Charles Edward, or the last of the Stuarts, adapted from the French by a son of Flora Macdonald, was given for the first time on 21 April 1829, with Pritchard as the title character. In 1830 through 1831, Pritchard went with Murray to the Adelphi Theatre (Edinburgh), where he appeared on 6 July 1831 as Abdar Khan in Mazeppa. In the Renegade by Maturin, Pritchard was Guiscard, and on 16 April 1832, in a week at Holyrood, was the first Wemyss of Logie. He was also seen as Joseph Surface. Pritchard appeared a few times at the Adelphi in the summer season, and then left Edinburgh. During his stay, he won very favourable recognition, artistic and social. He took a prominent part in establishing the Edinburgh Theatrical Fund (becoming the Honorary Secretary), and was a steward at the Fund dinner on 23 February 1827 when Walter Scott announced himself to be the author of Waverley. During his vacations he had played in Glasgow, Perth, Aberdeen, and other leading Scottish towns.
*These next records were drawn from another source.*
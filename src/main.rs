use box_office::{
    api::{self, AppState},
    config::{database, seed, server::ServerConfig},
    core::context::CoreContext,
    errors::Result,
};
use dotenvy::dotenv;
use tokio::net::TcpListener;
use tracing::{error, info};
use tracing_subscriber::EnvFilter;

#[tokio::main]
async fn main() -> Result<()> {
    // 1. Initialize tracing (as early as possible)
    tracing_subscriber::fmt()
        .with_env_filter(
            EnvFilter::try_from_default_env().unwrap_or_else(|_| EnvFilter::new("info")),
        )
        .init();

    // 2. Load .env file; env vars can also be set externally
    dotenv().ok();

    // 3. Settings
    let settings = ServerConfig::from_env()
        .inspect_err(|e| error!("Invalid server configuration: {}", e))?;

    // 4. Database and schema
    let db = database::create_connection(&settings.database_url)
        .await
        .inspect_err(|e| error!("Failed to connect to database: {}", e))?;
    database::create_tables(&db).await?;
    info!("Database initialized successfully.");

    // 5. Seed accounts, halls and movies
    let seed_config = seed::load_optional_config(&settings.config_path)?;
    seed::seed_database(&db, &seed_config)
        .await
        .inspect_err(|e| error!("Failed to seed database: {}", e))?;

    // 6. Serve
    let app = api::router(AppState {
        core: CoreContext::with_system_clock(db),
    });
    let listener = TcpListener::bind(settings.bind_addr).await?;
    info!("Server running at http://{}", settings.bind_addr);

    axum::serve(listener, app)
        .with_graceful_shutdown(shutdown_signal())
        .await?;

    info!("Server stopped");
    Ok(())
}

async fn shutdown_signal() {
    if let Err(e) = tokio::signal::ctrl_c().await {
        error!("Failed to listen for shutdown signal: {}", e);
        std::future::pending::<()>().await;
    }
}
//! Extractors whose rejections are reported in the error envelope.

use axum::extract::{FromRequest, FromRequestParts};

use crate::errors::Error;

/// JSON body. A missing, malformed or mistyped body is a validation error.
#[derive(Debug, FromRequest)]
#[from_request(via(axum::Json), rejection(Error))]
pub struct ApiJson<T>(pub T);

/// Query string, rejected the same way as [`ApiJson`].
#[derive(Debug, FromRequestParts)]
#[from_request(via(axum::extract::Query), rejection(Error))]
pub struct ApiQuery<T>(pub T);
On 5 October 1833 Pritchard made his first appearance in Dublin, playing Bassanio, and Petruchio; Wellborn to the Sir Giles Overreach of Charles Kean followed on October 7. In Ireland, where he was hospitably entertained, he also played Jeremy Diddler. Mark Antony, and Meg Merrilies. His first appearance in London was made on 16 November 1835 at Covent Garden as Alonzo in Pizarro. He played Macduff, and was popular as Lindsay, an original part in Fitzball's Inheritance. During William Macready's tenure of Covent Garden in 1838 he acted as his stage manager. During this time he reappeared as Don Pedro in the Wonder by Susanna Centlivre, Macready himself playing Don Felix, which was held to be Pritchard's great part. He took a secondary part in the performance of The Lady of Lyons, and was the original Felton in Sheridan Knowles's Woman's Wit. Macready, with some apparent reason, was charged with keeping him back.

Pritchard retired ultimately to the country, and became the manager and sole lessee of the York circuit for his final nine years of his life, where he continued to act. He died on 5 August 1850 and is buried in Leeds Cemetery. His best parts appear to have been Don Felix and Mercutio.